Genesis 2.0 (reż. Maxim Arbugaev, Christian Frei)
W Genesis 2.0 śledzimy grupę poszukiwaczy kłów mamutów, którzy co roku wyruszają na syberyjskie zmarzliny po to, by spróbować swego szczęścia i się na nich wzbogacić. Jednocześnie poznajemy wątpliwe etycznie, dążące do wskrzeszenia wymarłych gatunków aspiracje naukowców, które wraz z rozwojem nauki mają szansę w najbliższych latach stać się rzeczywistością. Muszę przyznać, że mam słabość do tego typu tematów. Wychowałem się na Parku Jurajskim i jak zapewne wielu, od najmłodszych lat wiedziałem, że jak dorosnę, zostanę paleontologiem.
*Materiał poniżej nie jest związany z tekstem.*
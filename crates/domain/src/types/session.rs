//! Session and file-listing types polled from the Vault API

use chrono::{DateTime, Utc};
use serde::{Deserialize, Serialize};

/// Remote job handle returned when a session is created.
///
/// Sessions are time-bounded: file listings can only be polled against a
/// session key until `expiry`.
#[derive(Debug, Clone, PartialEq, Eq, Serialize, Deserialize)]
pub struct Session {
    /// Opaque key identifying the remote job.
    pub key: String,
    /// Absolute expiry timestamp (UTC).
    pub expiry: DateTime<Utc>,
}

impl Session {
    /// Remaining lifetime of the session, `None` once expired.
    #[must_use]
    pub fn time_to_live(&self, now: DateTime<Utc>) -> Option<std::time::Duration> {
        (self.expiry - now).to_std().ok()
    }
}

/// State of the remote collection job backing a session.
#[derive(Debug, Clone, Copy, PartialEq, Eq, Serialize, Deserialize)]
#[serde(rename_all = "lowercase")]
pub enum JobState {
    /// Job accepted but no data gathered yet; the file list is absent.
    Pending,
    /// Data is being gathered; the file list may grow or update.
    Running,
    /// Job finished with some sources failing; listing is final.
    Partial,
    /// Job finished successfully; listing is final.
    Completed,
}

impl JobState {
    /// Whether the remote job will produce no further listing changes.
    pub fn is_terminal(self) -> bool {
        matches!(self, Self::Partial | Self::Completed)
    }
}

/// Status block of a file-listing response.
#[derive(Debug, Clone, PartialEq, Eq, Serialize, Deserialize)]
pub struct SessionStatus {
    pub state: JobState,
    /// Per-source detail map, present on partial/completed listings.
    #[serde(default, skip_serializing_if = "Option::is_none")]
    pub details: Option<serde_json::Map<String, serde_json::Value>>,
}

/// Data standard and version a session file conforms to.
#[derive(Debug, Clone, PartialEq, Eq, Serialize, Deserialize)]
pub struct SchemaInfo {
    pub standard: String,
    pub version: String,
}

/// One entry of a session file listing.
#[derive(Debug, Clone, PartialEq, Eq, Serialize, Deserialize)]
pub struct FileListEntry {
    pub name: String,
    /// Last update time of the file, in milliseconds since the epoch.
    ///
    /// This is the value the polling orchestrator compares against its
    /// processed ledger; a strictly greater timestamp means a new version.
    #[serde(rename = "updatedDate")]
    pub updated: i64,
    #[serde(default, skip_serializing_if = "Option::is_none")]
    pub schema: Option<SchemaInfo>,
}

/// Response of the session file-listing endpoint.
///
/// Invariant: `status.state == Pending` implies `files` is empty; the
/// listing is only populated once the job starts producing data.
#[derive(Debug, Clone, PartialEq, Eq, Serialize, Deserialize)]
pub struct SessionFileList {
    pub status: SessionStatus,
    #[serde(rename = "fileList", default, skip_serializing_if = "Vec::is_empty")]
    pub files: Vec<FileListEntry>,
}

impl SessionFileList {
    /// Whether the listing reports a terminal job state.
    pub fn is_terminal(&self) -> bool {
        self.status.state.is_terminal()
    }
}

#[cfg(test)]
mod tests {
    use super::*;

    #[test]
    fn job_state_terminality() {
        assert!(JobState::Completed.is_terminal());
        assert!(JobState::Partial.is_terminal());
        assert!(!JobState::Running.is_terminal());
        assert!(!JobState::Pending.is_terminal());
    }

    #[test]
    fn file_list_round_trips_wire_names() {
        let json = r#"{
            "status": {"state": "running"},
            "fileList": [
                {"name": "a.json", "updatedDate": 1700000000000,
                 "schema": {"standard": "fhir", "version": "4.0"}}
            ]
        }"#;

        let listing: SessionFileList = serde_json::from_str(json).unwrap();
        assert_eq!(listing.status.state, JobState::Running);
        assert_eq!(listing.files.len(), 1);
        assert_eq!(listing.files[0].updated, 1_700_000_000_000);
        assert_eq!(listing.files[0].schema.as_ref().unwrap().standard, "fhir");
    }

    #[test]
    fn pending_listing_has_empty_files() {
        let json = r#"{"status": {"state": "pending"}}"#;
        let listing: SessionFileList = serde_json::from_str(json).unwrap();

        assert_eq!(listing.status.state, JobState::Pending);
        assert!(listing.files.is_empty());
    }

    #[test]
    fn session_ttl_is_none_when_expired() {
        let now = Utc::now();
        let session = Session { key: "k".into(), expiry: now - chrono::Duration::seconds(5) };
        assert!(session.time_to_live(now).is_none());

        let live = Session { key: "k".into(), expiry: now + chrono::Duration::seconds(60) };
        let ttl = live.time_to_live(now).unwrap();
        assert!(ttl >= std::time::Duration::from_secs(59));
    }
}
Od tamtego czasu wiele się zmieniło, ale myśl o wskrzeszaniu wymarłych gatunków nadal pozostaje dla mnie czymś fascynującym. Jeśli byliście jak ja, ten film jest czymś dla was. Jeśli nie, też sprawdźcie!
Sól Ziemi (reż. Wim Wenders, Juliano Ribeiro Salgado)
Wielki film. Jeśli miałbym polecić tylko jeden dokument z tej listy, to byłby to właśnie ten. Historia ludzi, historia ziemi opowiedziana za pomocą fotografii niezwykłego artysty – Sebastião Salgado. Brazylijski fotograf prowadzi nas przez swoje życie, które całe było niekończącą się podróżą. Na przestrzeni dziesięcioleci dokumentował między innymi miejsce krwawej masakry w Rwandzie, ofiary głodu w Afryce, wojnę w Jugosławii i piękno przyrody w brazylijskiej dżungli. Jego biało-czarne fotografie są często porażające, a jeszcze częściej poruszająco piękne. Wszystko, co widział, wywarło na nim głęboki wpływ. Słychać to w jego opowieściach i przede wszystkim widać na zdjęciach. Film pokazuje okrucieństwo i piękno zmieniającego się świata i choć obrazy cierpienia pozostaną z wami na długo, Sól Ziemi pozostawia widzów z nadzieją.